- _WHAT YOU SHOULD DO_: Copy each line of the records that includes "does".

· · · ·

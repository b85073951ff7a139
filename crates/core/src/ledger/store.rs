//! Collaborator traits the engine depends on but does not implement.
//!
//! Membership, history reads and persistence live behind these seams so the
//! engine stays free of I/O. Implementations must hand out transactionally
//! consistent snapshots: an expense is always read with its complete payment
//! and split set, never a partial one.

use chrono::{DateTime, Utc};
use splitledger_shared::types::{Currency, ExpenseId, PendingUserId, SettlementId, UserId};

use super::error::LedgerError;
use super::types::{Expense, Participant, Scope, Settlement, SettlementStatus};

/// Membership and scope metadata.
pub trait ScopeDirectory: Send + Sync {
    /// Returns the settlement currency of a scope.
    ///
    /// This doubles as the existence check for the scope.
    ///
    /// # Errors
    ///
    /// `GroupNotFound` for unknown groups, `FriendNotFound` when the two users are
    /// not friends, `InvalidFriendAction` when the friendship is not accepted.
    fn scope_currency(&self, scope: &Scope) -> Result<Currency, LedgerError>;

    /// Returns true if `participant` belongs to `scope`.
    ///
    /// # Errors
    ///
    /// Returns `Storage` if the directory cannot be read.
    fn is_member(&self, scope: &Scope, participant: &Participant) -> Result<bool, LedgerError>;

    /// Returns every scope `user` participates in.
    ///
    /// # Errors
    ///
    /// Returns `Storage` if the directory cannot be read.
    fn scopes_for_user(&self, user: UserId) -> Result<Vec<Scope>, LedgerError>;
}

/// The balance-relevant history of one scope: live expenses and completed
/// settlements, read as one snapshot.
#[derive(Debug, Clone, Default, PartialEq, Eq)]
pub struct ScopeHistory {
    /// Non-deleted expenses.
    pub expenses: Vec<Expense>,
    /// Completed settlements.
    pub settlements: Vec<Settlement>,
}

/// Read access to the history of a scope.
pub trait LedgerHistory: Send + Sync {
    /// Returns all non-deleted expenses of the scope.
    ///
    /// # Errors
    ///
    /// Returns `Storage` if history cannot be read.
    fn fetch_expenses(&self, scope: &Scope) -> Result<Vec<Expense>, LedgerError>;

    /// Returns all settlements of the scope in the given status.
    ///
    /// # Errors
    ///
    /// Returns `Storage` if history cannot be read.
    fn fetch_settlements(
        &self,
        scope: &Scope,
        status: SettlementStatus,
    ) -> Result<Vec<Settlement>, LedgerError>;

    /// Returns a counter that changes on every mutation of the scope.
    ///
    /// # Errors
    ///
    /// Returns `Storage` if history cannot be read.
    fn revision(&self, scope: &Scope) -> Result<u64, LedgerError>;

    /// Returns the expenses and completed settlements of the scope as one
    /// consistent snapshot.
    ///
    /// The default issues the two reads back to back. Stores that can serve
    /// both under one lock or transaction should override it.
    ///
    /// # Errors
    ///
    /// Returns `Storage` if history cannot be read.
    fn fetch_history(&self, scope: &Scope) -> Result<ScopeHistory, LedgerError> {
        Ok(ScopeHistory {
            expenses: self.fetch_expenses(scope)?,
            settlements: self.fetch_settlements(scope, SettlementStatus::Completed)?,
        })
    }
}

/// Persistence of validated records.
///
/// Each call is atomic: an expense is written or replaced together with its
/// payments and splits.
pub trait ExpenseStore: Send + Sync {
    /// Inserts or replaces an expense.
    ///
    /// # Errors
    ///
    /// Returns `Storage` on write failure.
    fn save_expense(&self, expense: Expense) -> Result<Expense, LedgerError>;

    /// Looks up an expense, including soft-deleted ones.
    ///
    /// # Errors
    ///
    /// Returns `Storage` on read failure.
    fn find_expense(&self, id: ExpenseId) -> Result<Option<Expense>, LedgerError>;

    /// Soft-deletes an expense.
    ///
    /// # Errors
    ///
    /// Returns `ExpenseNotFound` if it does not exist or is already deleted.
    fn delete_expense(&self, id: ExpenseId, at: DateTime<Utc>) -> Result<(), LedgerError>;

    /// Inserts or replaces a settlement.
    ///
    /// # Errors
    ///
    /// Returns `Storage` on write failure.
    fn save_settlement(&self, settlement: Settlement) -> Result<Settlement, LedgerError>;

    /// Looks up a settlement.
    ///
    /// # Errors
    ///
    /// Returns `Storage` on read failure.
    fn find_settlement(&self, id: SettlementId) -> Result<Option<Settlement>, LedgerError>;

    /// Rewrites every reference to `pending` as `user`, returning the number of
    /// records touched.
    ///
    /// # Errors
    ///
    /// Returns `Storage` on write failure.
    fn reconcile_pending_user(
        &self,
        pending: PendingUserId,
        user: UserId,
    ) -> Result<usize, LedgerError>;
}

/// Fails with the scope's denial error unless `participant` belongs to `scope`.
///
/// Group scopes deny with `NotGroupMember`. Friend scopes deny with
/// `InvalidFriendAction`: only the two friends may appear.
///
/// # Errors
///
/// See above, plus any error of [`ScopeDirectory::is_member`].
pub fn ensure_member<D>(
    directory: &D,
    scope: &Scope,
    participant: &Participant,
) -> Result<(), LedgerError>
where
    D: ScopeDirectory + ?Sized,
{
    if directory.is_member(scope, participant)? {
        return Ok(());
    }
    match scope {
        Scope::Group { .. } => Err(LedgerError::NotGroupMember),
        Scope::Friends { .. } => Err(LedgerError::InvalidFriendAction),
    }
}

· · · ·

- _SOLUTION BELOW_:
//! Collaborator traits the engine depends on but does not implement.
    /// Returns `ExpenseNotFound` if it does not exist or is already deleted.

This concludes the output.